## TASK REQUIREMENTS
Find the word "closing" below. Copy each line that has it.

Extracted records
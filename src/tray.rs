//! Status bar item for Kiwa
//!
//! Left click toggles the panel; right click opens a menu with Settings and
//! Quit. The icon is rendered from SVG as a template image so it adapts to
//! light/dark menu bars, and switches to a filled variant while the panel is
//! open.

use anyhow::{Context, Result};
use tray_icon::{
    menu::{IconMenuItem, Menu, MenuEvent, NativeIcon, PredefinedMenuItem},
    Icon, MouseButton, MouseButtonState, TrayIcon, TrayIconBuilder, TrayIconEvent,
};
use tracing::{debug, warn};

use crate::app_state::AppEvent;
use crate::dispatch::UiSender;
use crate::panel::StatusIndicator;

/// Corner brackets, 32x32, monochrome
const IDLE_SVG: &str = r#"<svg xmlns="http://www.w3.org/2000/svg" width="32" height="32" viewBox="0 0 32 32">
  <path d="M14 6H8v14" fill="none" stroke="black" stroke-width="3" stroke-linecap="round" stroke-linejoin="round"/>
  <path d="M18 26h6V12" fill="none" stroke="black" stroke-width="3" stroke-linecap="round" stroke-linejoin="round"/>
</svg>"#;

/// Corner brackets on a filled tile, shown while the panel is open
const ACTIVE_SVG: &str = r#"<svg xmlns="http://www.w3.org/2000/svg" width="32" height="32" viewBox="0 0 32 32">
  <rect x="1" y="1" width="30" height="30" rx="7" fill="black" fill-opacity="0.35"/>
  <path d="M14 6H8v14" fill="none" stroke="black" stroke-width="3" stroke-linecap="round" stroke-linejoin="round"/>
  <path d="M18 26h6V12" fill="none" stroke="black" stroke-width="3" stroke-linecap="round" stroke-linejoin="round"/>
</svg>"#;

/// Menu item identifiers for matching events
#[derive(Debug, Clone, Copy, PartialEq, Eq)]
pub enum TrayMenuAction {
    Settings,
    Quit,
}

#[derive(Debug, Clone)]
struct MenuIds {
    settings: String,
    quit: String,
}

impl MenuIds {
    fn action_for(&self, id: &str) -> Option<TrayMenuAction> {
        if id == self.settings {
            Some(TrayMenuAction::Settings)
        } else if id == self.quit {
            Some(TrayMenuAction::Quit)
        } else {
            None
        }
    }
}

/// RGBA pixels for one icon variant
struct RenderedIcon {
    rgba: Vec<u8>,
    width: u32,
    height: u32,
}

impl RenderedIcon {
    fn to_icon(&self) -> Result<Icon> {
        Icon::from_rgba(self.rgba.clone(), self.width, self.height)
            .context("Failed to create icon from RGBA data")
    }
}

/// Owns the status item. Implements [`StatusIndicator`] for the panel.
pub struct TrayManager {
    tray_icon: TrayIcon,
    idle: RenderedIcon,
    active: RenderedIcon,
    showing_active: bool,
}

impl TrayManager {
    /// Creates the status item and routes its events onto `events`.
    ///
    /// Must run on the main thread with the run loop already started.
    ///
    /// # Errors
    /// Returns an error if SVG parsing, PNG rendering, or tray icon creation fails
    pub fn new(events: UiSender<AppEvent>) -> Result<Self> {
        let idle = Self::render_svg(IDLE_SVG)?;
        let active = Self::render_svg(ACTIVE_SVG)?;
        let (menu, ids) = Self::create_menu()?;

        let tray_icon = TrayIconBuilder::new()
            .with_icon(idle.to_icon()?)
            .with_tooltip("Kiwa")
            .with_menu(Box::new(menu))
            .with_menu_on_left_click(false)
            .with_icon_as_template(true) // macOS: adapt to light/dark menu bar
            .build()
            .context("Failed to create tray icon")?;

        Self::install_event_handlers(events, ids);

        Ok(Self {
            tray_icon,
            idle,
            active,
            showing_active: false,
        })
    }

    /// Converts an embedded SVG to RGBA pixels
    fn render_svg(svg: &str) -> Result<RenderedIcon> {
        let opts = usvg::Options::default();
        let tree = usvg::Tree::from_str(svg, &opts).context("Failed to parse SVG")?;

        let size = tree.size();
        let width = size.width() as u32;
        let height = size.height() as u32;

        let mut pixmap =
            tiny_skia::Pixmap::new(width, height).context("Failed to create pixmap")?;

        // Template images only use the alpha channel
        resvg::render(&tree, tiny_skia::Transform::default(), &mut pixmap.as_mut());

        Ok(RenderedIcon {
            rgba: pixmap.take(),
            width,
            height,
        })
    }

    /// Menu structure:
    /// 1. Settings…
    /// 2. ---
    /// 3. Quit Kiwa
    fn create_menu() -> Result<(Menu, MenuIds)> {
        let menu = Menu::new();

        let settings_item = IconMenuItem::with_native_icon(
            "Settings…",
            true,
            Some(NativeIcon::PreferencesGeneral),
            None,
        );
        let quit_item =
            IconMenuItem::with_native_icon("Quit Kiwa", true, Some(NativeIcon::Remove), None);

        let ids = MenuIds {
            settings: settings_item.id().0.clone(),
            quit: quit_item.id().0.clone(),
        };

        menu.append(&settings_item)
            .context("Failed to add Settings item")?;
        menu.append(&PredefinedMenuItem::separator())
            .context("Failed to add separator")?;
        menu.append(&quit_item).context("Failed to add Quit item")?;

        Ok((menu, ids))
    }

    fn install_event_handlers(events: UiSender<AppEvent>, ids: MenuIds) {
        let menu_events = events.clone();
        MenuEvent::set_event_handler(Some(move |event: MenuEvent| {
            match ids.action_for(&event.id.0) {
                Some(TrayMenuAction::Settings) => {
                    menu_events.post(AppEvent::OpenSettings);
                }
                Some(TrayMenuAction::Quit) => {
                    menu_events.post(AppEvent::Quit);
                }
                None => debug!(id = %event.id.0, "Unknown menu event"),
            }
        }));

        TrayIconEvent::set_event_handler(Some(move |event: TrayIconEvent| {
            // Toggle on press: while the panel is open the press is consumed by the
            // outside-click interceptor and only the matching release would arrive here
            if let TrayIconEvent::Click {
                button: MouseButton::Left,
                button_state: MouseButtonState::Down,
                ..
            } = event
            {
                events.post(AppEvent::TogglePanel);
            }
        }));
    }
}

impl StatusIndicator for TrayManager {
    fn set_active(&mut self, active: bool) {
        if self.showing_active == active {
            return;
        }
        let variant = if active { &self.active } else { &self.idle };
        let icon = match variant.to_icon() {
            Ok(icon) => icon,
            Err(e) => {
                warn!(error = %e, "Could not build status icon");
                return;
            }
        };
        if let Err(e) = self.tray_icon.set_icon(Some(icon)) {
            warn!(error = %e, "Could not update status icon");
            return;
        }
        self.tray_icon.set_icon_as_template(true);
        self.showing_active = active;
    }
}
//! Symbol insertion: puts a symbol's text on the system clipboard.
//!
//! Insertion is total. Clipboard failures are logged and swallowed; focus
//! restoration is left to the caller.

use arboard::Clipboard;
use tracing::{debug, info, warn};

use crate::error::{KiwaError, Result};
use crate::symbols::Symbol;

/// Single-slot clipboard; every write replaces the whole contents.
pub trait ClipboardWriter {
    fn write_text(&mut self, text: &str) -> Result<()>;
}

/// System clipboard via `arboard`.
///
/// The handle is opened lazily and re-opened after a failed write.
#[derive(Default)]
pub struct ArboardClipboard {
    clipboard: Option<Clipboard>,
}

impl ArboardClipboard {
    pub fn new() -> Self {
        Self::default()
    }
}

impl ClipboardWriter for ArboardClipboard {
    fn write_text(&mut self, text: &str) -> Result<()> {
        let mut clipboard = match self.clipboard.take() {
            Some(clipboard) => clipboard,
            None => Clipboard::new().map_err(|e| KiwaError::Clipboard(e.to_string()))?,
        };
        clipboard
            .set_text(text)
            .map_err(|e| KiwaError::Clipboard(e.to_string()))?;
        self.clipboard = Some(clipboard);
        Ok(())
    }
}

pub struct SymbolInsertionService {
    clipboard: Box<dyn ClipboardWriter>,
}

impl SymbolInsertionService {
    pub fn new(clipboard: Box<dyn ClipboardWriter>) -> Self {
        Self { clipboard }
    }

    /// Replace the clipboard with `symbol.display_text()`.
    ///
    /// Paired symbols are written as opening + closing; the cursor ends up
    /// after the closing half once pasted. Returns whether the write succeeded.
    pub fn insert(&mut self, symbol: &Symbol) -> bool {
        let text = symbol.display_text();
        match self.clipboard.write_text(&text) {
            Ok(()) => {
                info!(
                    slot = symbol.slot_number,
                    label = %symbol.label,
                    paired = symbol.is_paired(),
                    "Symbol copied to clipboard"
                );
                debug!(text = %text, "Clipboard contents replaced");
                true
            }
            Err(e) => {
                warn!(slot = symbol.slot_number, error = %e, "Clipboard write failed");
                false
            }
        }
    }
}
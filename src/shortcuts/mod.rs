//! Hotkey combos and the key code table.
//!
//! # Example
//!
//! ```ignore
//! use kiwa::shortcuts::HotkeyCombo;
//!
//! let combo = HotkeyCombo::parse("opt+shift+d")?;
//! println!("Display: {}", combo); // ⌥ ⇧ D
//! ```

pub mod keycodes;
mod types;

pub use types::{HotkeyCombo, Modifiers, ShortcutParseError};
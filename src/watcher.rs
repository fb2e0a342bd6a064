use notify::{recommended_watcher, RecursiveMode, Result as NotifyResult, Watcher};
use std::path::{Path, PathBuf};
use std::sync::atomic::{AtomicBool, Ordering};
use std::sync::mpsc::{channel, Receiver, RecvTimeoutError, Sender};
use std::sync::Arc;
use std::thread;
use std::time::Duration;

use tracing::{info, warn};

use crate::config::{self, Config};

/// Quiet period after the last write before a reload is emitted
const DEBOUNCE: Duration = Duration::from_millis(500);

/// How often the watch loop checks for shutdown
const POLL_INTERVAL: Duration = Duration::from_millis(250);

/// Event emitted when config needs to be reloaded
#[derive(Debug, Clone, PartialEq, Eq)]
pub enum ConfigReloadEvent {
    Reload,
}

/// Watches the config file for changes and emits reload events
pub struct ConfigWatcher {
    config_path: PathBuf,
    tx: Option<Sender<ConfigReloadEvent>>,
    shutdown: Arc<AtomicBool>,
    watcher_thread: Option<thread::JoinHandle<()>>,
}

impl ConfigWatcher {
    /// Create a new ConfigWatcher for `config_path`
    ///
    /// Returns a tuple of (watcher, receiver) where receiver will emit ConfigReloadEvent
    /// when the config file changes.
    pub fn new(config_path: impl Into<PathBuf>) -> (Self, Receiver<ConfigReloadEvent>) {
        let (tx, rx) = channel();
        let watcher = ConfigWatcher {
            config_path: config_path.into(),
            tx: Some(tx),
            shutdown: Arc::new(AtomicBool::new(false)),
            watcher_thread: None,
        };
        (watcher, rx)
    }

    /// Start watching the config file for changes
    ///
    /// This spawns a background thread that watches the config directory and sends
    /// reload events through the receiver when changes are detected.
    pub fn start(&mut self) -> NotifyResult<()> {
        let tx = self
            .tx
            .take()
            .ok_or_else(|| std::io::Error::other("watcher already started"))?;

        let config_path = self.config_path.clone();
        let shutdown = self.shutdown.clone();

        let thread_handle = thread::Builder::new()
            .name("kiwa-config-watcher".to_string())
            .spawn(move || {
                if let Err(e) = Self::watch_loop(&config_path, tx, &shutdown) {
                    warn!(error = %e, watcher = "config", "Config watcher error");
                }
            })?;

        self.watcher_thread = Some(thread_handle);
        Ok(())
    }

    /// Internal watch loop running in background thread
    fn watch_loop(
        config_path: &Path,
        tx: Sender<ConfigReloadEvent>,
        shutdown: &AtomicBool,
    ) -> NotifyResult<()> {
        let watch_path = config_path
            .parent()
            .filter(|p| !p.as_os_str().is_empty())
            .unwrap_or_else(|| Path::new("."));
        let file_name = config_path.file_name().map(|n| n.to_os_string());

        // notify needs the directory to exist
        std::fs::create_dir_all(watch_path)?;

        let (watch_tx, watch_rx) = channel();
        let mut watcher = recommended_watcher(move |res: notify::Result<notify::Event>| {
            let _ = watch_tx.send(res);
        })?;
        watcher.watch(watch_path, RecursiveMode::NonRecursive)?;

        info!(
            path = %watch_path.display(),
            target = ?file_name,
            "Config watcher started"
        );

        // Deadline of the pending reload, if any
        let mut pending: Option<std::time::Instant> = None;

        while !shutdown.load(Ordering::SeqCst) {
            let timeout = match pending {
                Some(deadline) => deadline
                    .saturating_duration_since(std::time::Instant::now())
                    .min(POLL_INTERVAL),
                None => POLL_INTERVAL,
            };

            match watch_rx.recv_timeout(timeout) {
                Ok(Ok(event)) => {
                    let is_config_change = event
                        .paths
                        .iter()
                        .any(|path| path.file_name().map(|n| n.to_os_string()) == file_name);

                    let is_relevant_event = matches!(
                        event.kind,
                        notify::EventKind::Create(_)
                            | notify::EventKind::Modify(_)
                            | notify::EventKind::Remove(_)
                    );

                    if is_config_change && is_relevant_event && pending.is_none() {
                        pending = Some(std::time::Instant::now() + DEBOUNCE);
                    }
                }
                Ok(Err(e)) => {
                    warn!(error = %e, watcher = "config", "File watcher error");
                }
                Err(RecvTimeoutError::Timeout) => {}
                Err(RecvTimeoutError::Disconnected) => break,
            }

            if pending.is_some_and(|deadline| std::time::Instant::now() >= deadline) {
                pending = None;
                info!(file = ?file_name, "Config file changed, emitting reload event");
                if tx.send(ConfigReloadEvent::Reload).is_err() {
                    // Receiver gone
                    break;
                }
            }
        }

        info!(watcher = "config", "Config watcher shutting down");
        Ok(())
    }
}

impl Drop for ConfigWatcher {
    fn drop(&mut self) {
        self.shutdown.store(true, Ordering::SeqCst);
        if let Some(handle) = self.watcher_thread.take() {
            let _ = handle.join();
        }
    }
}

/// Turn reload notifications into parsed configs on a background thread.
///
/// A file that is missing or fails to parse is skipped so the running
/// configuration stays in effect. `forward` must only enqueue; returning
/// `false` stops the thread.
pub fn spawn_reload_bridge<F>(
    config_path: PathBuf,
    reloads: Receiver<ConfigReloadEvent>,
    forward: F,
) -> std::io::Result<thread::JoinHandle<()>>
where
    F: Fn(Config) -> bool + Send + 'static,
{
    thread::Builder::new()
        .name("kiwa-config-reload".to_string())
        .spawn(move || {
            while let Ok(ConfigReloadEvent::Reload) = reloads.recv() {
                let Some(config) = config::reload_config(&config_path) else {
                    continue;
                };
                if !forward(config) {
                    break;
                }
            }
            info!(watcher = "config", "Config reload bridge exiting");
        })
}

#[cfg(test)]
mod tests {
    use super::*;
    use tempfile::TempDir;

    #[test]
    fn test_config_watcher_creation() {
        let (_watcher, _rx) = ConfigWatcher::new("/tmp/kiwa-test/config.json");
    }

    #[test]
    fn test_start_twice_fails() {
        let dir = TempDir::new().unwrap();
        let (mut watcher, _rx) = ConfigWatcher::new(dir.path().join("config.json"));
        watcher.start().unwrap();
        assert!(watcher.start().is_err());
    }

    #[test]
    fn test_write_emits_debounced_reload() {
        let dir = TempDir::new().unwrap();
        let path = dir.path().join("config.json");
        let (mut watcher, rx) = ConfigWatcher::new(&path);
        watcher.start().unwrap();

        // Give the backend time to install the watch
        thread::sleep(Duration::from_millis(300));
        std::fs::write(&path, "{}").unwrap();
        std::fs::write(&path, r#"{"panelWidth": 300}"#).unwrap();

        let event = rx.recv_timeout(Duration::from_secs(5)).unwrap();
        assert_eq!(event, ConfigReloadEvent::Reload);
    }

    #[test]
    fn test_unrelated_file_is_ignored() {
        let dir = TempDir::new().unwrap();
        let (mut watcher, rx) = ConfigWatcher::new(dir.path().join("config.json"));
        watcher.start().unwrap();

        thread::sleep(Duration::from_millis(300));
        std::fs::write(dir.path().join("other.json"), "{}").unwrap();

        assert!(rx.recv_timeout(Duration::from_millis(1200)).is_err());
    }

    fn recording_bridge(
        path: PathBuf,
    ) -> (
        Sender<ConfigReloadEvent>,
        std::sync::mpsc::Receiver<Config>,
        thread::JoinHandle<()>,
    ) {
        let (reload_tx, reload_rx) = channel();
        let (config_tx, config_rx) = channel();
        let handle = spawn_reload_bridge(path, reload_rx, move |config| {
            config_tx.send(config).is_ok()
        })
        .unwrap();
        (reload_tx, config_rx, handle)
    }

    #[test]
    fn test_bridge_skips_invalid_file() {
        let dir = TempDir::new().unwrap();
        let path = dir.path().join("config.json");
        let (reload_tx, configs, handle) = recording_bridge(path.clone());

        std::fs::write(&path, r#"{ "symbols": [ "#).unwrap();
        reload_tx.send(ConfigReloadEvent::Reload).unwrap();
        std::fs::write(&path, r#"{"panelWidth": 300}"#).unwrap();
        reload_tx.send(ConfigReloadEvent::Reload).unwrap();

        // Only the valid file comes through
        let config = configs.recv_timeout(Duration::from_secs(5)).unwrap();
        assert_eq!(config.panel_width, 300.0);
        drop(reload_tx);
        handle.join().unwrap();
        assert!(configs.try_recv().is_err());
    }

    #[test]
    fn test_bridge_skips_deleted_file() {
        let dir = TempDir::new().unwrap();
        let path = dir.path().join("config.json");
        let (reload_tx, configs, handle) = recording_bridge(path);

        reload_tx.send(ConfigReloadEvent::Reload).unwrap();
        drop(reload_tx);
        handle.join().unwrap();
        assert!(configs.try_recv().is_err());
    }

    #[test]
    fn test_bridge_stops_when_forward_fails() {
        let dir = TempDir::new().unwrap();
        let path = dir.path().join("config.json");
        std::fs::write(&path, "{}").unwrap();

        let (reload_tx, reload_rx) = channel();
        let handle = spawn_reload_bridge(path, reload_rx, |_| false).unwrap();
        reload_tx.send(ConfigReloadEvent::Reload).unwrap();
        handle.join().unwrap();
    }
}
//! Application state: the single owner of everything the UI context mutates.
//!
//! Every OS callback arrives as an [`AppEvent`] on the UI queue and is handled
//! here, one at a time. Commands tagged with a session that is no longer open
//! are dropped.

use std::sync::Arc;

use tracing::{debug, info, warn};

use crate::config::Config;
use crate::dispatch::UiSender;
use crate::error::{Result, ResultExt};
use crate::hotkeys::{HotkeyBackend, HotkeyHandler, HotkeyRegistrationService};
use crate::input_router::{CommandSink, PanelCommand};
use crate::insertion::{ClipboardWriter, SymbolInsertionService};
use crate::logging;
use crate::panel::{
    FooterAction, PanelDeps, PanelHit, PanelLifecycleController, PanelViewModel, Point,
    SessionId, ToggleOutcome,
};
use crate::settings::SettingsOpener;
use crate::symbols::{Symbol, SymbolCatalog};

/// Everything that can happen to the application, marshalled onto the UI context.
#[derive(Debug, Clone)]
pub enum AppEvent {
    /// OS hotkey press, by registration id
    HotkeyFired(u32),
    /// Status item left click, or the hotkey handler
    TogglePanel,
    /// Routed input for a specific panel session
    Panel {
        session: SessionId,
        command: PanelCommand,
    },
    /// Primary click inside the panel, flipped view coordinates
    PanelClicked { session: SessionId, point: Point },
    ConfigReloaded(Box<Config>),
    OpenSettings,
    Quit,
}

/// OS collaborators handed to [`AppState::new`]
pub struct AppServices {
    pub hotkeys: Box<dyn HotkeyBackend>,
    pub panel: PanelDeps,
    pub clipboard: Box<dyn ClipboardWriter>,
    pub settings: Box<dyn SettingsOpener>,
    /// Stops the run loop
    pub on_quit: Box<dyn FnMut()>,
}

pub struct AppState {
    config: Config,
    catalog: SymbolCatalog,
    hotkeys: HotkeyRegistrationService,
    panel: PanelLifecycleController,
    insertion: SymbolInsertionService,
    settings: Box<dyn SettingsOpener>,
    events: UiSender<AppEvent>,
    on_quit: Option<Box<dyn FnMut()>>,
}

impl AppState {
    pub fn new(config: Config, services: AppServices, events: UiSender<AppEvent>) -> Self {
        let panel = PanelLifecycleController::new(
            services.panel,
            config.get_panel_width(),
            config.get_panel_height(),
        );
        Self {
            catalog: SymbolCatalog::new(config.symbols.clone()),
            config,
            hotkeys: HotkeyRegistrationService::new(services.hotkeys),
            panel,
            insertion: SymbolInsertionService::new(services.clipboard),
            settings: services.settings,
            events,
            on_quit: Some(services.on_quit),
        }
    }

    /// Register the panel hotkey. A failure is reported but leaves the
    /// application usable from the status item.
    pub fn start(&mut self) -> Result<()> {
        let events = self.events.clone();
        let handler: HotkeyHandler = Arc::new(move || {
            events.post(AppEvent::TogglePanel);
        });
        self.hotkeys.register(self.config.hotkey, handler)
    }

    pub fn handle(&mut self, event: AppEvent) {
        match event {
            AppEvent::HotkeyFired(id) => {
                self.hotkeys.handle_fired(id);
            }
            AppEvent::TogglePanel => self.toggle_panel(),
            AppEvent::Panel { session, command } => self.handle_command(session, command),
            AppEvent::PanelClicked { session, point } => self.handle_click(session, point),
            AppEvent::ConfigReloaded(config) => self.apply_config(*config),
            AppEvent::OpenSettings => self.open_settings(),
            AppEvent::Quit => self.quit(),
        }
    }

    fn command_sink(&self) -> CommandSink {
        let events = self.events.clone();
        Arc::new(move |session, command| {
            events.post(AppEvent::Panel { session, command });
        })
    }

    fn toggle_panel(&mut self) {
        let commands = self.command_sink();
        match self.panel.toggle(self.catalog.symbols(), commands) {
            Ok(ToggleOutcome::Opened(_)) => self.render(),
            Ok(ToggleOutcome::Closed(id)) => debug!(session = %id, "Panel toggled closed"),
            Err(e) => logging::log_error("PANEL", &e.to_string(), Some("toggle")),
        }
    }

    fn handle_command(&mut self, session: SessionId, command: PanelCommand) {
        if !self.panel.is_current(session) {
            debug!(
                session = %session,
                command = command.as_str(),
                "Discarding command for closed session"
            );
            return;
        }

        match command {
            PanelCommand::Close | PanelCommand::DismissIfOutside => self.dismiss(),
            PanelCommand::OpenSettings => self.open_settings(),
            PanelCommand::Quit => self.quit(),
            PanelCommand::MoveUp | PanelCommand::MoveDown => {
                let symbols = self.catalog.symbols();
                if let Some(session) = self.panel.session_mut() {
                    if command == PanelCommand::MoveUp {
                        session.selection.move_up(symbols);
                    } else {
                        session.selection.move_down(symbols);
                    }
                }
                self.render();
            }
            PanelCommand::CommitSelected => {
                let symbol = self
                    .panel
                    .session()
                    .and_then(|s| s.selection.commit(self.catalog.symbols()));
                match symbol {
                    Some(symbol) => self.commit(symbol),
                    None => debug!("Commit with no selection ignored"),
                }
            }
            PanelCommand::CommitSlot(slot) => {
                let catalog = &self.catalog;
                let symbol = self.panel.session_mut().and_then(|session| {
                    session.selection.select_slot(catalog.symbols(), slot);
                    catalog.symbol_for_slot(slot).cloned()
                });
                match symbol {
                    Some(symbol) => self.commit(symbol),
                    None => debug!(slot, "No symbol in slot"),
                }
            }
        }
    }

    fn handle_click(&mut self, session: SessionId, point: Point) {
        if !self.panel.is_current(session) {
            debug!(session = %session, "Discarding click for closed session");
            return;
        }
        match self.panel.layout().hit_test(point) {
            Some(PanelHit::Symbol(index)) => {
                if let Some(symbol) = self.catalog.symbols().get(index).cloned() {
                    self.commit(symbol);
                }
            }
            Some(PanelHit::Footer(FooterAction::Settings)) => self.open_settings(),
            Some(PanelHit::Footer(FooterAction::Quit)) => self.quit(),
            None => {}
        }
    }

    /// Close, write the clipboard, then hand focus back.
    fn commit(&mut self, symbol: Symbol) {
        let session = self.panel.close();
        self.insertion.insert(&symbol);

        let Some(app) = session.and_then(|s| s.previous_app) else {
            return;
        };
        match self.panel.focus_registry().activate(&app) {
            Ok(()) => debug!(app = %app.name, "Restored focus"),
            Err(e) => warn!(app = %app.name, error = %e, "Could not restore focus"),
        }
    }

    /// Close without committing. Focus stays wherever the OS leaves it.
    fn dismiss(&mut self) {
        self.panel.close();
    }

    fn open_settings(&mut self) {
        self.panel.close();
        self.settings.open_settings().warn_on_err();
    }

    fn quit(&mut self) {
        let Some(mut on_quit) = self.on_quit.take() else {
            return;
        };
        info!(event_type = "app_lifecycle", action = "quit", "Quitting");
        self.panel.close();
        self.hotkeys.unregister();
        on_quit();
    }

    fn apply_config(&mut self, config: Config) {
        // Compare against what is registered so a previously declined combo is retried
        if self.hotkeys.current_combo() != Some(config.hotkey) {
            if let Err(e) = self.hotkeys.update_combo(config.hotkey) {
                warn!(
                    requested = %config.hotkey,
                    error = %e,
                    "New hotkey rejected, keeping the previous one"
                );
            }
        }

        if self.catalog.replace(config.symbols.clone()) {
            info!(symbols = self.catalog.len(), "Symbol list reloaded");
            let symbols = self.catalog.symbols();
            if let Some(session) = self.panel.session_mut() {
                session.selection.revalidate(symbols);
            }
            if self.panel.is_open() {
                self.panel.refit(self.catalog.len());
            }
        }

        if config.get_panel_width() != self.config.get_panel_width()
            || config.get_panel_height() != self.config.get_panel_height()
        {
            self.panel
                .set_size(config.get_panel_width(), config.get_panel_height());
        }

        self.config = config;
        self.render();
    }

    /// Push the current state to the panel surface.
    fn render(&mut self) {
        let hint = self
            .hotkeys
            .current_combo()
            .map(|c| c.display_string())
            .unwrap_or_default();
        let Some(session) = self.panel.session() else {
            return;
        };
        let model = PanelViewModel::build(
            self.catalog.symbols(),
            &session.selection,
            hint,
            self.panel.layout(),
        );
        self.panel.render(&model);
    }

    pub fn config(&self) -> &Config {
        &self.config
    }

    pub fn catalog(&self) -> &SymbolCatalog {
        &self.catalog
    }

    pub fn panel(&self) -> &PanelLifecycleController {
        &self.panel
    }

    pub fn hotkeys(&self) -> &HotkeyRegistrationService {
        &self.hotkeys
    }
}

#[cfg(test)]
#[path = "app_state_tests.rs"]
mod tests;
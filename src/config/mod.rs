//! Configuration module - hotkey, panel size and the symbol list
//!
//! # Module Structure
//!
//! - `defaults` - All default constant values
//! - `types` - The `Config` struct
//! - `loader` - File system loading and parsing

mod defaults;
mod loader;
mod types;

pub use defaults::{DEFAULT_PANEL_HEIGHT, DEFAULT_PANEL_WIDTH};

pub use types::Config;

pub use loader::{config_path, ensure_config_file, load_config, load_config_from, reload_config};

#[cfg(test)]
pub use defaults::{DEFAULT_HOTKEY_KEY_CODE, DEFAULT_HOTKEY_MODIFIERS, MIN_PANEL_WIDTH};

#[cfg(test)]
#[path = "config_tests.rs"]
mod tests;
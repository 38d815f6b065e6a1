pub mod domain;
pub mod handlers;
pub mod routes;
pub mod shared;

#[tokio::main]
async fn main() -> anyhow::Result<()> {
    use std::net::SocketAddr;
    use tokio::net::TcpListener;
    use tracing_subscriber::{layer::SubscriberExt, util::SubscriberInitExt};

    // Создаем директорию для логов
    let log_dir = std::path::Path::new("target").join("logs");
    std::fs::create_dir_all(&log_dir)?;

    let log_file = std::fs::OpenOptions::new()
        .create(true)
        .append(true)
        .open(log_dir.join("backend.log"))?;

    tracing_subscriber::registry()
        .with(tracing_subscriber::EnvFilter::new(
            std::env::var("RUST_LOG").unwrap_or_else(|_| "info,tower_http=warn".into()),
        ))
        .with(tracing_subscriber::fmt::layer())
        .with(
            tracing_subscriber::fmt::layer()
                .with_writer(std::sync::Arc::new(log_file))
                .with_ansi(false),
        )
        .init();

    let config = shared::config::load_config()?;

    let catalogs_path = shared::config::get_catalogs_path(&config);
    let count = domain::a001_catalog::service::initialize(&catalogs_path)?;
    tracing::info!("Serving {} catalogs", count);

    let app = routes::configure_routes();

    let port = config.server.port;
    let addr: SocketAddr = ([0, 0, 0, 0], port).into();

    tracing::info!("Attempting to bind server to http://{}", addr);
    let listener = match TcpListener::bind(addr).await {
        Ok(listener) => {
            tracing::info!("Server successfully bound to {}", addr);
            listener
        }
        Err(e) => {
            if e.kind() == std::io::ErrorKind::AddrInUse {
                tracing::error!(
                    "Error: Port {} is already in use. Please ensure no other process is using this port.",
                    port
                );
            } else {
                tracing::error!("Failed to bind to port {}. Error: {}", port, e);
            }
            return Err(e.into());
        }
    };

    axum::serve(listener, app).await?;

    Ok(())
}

## EXPECTED ANSWER
    /// Paired symbols are written as opening + closing; the cursor ends up
    /// after the closing half once pasted. Returns whether the write succeeded.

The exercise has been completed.